Exercise prompt: Check each line of the entries below for the word "loader", and copy out the ones that have it.

►

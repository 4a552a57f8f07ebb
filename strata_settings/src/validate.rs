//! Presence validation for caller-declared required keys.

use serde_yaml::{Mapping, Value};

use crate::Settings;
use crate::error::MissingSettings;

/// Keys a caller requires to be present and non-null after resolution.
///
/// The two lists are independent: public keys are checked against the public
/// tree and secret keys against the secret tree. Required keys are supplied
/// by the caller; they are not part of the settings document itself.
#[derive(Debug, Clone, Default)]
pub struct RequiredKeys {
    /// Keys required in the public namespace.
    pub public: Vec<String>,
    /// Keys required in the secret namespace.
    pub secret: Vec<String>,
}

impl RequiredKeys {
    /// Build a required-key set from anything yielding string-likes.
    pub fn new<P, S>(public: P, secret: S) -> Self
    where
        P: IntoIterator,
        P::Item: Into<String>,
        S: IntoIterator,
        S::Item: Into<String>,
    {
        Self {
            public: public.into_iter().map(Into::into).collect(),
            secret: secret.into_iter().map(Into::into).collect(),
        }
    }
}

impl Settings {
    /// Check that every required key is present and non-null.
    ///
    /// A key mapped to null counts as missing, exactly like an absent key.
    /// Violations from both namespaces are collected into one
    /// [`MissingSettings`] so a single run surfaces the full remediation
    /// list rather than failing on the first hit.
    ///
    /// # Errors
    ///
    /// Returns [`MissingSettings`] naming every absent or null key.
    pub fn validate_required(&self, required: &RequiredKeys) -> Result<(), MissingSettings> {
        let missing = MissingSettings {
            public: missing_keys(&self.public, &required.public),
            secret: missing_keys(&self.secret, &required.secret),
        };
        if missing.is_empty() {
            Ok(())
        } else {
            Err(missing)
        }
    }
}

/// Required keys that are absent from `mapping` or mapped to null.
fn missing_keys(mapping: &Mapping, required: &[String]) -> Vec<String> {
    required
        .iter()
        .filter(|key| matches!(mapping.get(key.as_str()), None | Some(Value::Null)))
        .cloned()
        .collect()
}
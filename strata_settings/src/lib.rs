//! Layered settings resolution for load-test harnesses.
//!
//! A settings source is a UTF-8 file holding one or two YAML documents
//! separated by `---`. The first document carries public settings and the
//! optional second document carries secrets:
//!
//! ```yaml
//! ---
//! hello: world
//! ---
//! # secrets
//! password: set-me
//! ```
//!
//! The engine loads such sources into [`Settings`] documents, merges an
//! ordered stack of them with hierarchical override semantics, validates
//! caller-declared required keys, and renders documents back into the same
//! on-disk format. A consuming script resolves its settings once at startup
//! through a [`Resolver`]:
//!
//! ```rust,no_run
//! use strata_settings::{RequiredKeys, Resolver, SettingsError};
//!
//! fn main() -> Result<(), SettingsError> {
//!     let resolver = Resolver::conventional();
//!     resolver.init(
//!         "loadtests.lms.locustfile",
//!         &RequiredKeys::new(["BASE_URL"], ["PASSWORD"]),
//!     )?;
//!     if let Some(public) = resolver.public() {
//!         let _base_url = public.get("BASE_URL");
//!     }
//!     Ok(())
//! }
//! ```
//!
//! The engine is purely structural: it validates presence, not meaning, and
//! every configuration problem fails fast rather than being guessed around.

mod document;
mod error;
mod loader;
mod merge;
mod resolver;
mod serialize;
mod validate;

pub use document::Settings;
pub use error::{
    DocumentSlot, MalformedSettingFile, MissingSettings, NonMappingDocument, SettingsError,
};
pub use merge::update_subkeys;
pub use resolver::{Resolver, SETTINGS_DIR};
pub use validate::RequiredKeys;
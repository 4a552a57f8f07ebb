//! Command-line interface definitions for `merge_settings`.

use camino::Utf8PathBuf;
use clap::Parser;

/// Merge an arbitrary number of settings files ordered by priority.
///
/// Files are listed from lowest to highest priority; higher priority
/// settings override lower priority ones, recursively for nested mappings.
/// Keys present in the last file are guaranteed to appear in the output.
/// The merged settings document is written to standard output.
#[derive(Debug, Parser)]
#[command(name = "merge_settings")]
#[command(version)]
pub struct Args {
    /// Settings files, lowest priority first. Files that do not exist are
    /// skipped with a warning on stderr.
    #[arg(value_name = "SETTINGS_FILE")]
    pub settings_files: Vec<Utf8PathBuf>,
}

◄
►

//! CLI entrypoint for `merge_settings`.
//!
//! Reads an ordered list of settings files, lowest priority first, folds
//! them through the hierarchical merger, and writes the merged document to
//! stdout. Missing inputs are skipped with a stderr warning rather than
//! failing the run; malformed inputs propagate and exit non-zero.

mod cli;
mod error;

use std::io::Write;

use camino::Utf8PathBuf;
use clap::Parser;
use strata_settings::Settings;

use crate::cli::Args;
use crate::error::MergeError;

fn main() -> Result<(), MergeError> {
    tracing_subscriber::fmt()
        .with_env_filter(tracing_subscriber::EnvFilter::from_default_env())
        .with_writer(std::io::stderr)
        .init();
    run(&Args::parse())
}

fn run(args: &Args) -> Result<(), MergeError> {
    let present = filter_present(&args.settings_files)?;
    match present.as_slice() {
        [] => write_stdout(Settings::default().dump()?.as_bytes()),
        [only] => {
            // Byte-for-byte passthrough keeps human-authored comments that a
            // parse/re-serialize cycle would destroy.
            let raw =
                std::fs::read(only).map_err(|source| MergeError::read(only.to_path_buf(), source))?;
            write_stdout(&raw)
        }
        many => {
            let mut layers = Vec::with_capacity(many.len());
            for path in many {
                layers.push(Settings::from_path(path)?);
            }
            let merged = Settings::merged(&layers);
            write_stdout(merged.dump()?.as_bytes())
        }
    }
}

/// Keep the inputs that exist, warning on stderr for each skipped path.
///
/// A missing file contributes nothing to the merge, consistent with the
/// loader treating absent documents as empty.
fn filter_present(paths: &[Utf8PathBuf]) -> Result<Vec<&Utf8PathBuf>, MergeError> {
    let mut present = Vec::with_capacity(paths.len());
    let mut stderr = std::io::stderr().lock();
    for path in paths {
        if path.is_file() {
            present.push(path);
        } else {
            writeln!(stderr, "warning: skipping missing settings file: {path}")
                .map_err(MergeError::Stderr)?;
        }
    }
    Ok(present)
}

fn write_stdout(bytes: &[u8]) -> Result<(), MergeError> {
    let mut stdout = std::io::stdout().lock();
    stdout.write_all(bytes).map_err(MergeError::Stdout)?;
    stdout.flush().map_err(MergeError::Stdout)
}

◄
►

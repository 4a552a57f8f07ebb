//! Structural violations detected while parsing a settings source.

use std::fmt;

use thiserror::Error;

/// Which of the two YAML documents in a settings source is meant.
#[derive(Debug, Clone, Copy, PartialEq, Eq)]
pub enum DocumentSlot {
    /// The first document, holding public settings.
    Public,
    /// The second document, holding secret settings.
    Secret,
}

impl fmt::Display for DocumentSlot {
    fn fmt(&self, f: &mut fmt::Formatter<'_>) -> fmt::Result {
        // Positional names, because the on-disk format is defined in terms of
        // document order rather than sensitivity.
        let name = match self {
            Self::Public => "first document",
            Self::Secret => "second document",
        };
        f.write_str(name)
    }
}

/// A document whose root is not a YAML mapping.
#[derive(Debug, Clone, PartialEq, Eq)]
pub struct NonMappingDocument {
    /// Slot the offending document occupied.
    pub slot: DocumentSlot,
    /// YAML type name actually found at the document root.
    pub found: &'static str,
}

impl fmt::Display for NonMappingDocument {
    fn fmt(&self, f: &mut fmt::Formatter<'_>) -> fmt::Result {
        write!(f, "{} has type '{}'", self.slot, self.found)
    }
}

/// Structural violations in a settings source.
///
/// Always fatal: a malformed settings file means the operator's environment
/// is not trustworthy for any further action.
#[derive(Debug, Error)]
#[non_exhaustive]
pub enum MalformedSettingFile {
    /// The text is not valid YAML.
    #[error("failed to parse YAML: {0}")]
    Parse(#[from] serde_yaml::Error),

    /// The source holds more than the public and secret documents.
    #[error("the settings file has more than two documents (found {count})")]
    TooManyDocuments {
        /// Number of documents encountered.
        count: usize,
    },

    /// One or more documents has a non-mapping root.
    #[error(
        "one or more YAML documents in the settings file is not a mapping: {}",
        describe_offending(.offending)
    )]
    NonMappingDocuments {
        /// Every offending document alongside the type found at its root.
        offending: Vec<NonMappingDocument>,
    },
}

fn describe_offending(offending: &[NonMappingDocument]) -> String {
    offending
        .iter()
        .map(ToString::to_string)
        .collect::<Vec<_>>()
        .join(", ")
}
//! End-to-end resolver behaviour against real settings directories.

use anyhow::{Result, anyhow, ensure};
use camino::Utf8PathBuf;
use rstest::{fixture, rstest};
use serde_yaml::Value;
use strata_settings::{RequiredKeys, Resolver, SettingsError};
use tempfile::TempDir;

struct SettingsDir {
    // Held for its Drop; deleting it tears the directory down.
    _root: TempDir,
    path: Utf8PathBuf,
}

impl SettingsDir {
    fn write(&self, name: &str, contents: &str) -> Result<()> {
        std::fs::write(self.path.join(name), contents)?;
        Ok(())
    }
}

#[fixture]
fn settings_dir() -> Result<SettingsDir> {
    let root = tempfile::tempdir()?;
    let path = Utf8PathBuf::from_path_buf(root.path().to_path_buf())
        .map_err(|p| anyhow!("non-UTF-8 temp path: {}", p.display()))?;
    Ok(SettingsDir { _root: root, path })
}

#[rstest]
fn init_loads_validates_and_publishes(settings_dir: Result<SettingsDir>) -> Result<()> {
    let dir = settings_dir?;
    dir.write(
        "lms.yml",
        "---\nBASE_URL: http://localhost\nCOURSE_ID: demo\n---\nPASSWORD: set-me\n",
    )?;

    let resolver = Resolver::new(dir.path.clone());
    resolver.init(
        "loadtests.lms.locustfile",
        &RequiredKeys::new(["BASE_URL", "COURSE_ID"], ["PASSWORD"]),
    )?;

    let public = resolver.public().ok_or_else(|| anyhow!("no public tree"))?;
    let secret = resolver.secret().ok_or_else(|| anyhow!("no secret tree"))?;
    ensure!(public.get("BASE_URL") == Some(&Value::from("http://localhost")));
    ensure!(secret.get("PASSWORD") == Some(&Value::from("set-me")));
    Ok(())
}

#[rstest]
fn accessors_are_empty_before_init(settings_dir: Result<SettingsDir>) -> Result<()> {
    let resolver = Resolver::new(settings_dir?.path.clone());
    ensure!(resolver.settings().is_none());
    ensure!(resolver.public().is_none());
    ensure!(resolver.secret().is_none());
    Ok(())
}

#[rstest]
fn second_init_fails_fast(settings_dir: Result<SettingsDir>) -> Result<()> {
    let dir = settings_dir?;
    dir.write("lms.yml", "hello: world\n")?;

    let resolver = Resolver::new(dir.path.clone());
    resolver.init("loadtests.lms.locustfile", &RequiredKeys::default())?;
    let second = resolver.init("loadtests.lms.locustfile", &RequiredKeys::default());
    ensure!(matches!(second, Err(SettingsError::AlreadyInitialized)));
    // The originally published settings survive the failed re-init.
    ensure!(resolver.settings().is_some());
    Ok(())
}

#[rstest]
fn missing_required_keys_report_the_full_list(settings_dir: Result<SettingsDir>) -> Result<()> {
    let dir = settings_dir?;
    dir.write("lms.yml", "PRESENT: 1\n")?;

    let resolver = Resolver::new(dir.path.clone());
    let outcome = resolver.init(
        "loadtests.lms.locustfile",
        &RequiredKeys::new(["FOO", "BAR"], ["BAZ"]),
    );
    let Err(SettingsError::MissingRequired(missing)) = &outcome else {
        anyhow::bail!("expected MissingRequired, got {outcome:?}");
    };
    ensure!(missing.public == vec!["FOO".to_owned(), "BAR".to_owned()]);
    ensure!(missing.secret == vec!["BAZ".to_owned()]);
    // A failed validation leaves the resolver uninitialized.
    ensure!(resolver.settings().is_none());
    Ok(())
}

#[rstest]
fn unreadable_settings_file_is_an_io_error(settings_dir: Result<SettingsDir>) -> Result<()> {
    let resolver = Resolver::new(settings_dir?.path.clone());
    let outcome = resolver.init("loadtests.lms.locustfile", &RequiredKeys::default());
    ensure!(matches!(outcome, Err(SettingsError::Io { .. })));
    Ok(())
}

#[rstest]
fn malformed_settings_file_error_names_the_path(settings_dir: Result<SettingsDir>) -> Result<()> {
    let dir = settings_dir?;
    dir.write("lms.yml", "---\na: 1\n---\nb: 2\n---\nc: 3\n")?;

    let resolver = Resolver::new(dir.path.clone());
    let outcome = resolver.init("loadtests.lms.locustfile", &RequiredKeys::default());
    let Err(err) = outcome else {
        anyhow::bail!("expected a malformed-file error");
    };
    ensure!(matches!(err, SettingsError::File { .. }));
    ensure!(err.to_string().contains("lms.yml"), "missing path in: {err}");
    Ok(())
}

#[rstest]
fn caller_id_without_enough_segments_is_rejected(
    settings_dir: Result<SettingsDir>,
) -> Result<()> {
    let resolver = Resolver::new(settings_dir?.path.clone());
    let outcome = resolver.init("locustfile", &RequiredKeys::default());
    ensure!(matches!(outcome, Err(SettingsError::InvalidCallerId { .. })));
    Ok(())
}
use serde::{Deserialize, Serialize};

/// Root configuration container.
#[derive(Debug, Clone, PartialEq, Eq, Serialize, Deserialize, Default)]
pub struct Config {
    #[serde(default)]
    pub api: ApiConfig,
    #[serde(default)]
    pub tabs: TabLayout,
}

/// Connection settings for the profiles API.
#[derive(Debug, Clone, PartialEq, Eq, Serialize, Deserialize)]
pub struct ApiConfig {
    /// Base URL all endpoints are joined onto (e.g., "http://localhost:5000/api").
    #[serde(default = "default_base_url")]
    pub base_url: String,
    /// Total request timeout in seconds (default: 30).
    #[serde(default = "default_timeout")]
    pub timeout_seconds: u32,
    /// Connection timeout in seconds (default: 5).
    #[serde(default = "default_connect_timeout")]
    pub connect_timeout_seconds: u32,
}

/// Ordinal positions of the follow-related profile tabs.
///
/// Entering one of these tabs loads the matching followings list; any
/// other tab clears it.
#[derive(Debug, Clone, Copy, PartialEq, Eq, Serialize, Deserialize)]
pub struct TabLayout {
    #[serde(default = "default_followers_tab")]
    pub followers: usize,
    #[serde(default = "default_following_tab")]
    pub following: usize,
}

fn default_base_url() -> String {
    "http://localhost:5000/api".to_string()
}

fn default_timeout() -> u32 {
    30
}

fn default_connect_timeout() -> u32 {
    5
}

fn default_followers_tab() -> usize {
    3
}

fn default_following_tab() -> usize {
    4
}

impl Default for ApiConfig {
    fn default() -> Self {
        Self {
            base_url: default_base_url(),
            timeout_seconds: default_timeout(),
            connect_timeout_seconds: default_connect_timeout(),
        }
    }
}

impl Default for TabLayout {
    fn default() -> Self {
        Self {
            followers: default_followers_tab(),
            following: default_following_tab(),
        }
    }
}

◄

Result of this exercise:
mod loader;
/// loader treating absent documents as empty.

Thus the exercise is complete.